• **WORK TO COMPLETE**: Each line that contains the word "SIMD" is to be copied from the records below.

• **GIVEN DATA**:
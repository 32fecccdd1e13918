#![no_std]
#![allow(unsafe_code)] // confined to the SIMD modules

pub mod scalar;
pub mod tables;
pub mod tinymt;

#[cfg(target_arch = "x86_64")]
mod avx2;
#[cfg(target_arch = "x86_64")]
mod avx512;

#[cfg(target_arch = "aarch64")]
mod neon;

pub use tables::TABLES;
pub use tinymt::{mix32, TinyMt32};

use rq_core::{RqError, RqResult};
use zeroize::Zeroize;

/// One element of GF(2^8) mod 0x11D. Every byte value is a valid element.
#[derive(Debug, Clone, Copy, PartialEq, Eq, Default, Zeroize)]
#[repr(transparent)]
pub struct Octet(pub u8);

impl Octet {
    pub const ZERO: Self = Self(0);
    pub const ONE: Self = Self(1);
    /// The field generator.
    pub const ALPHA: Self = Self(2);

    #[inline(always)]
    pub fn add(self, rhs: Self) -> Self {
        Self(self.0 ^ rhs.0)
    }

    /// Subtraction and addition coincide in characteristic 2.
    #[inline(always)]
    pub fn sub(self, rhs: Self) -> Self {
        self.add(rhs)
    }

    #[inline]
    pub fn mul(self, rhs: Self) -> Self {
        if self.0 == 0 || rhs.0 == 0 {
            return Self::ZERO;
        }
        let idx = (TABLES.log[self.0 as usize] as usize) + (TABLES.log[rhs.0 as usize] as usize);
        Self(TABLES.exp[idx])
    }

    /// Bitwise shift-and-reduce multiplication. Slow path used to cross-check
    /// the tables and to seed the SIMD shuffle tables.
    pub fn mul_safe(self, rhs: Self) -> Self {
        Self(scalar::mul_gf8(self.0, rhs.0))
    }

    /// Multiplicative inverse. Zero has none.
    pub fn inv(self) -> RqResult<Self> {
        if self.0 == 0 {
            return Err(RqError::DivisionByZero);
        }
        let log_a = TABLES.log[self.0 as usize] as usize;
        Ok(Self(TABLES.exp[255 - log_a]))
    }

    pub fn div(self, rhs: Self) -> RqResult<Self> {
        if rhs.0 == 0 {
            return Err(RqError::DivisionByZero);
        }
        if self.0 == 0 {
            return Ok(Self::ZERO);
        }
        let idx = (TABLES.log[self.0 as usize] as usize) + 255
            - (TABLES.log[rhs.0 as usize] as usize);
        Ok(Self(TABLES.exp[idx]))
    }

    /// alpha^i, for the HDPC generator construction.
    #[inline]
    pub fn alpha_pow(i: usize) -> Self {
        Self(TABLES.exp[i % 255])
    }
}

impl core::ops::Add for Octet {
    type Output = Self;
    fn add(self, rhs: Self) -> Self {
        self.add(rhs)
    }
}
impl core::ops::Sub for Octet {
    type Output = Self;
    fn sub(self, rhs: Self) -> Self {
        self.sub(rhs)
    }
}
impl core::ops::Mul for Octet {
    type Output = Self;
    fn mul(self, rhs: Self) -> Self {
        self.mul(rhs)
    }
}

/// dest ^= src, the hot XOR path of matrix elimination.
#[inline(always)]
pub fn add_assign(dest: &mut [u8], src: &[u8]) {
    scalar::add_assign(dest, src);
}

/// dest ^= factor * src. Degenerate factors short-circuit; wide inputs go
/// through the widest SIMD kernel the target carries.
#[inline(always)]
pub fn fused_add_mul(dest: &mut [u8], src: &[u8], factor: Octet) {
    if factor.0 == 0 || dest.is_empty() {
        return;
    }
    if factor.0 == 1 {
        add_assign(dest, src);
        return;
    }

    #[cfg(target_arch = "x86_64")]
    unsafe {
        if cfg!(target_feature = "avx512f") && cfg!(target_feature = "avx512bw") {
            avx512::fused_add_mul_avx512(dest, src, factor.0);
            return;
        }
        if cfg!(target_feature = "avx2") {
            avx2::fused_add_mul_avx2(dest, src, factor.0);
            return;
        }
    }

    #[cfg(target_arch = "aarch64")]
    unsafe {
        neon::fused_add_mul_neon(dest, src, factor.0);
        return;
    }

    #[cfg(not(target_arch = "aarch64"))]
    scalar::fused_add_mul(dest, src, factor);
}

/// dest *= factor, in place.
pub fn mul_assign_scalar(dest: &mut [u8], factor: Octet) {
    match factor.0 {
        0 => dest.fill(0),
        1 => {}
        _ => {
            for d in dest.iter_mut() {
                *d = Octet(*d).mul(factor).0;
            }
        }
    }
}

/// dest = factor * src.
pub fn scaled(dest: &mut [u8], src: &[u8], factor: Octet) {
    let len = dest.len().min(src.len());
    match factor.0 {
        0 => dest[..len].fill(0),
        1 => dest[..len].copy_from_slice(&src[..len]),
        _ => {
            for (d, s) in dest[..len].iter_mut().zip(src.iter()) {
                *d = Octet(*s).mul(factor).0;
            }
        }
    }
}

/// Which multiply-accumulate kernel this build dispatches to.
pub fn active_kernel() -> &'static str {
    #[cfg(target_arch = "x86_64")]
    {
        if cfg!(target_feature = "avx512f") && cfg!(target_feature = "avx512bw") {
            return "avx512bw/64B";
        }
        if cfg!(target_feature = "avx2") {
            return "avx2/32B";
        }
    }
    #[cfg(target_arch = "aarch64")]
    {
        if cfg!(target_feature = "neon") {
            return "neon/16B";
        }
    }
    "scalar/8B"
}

• **TASK OUTPUT**:
#![allow(unsafe_code)] // confined to the SIMD modules
    /// the tables and to seed the SIMD shuffle tables.
/// through the widest SIMD kernel the target carries.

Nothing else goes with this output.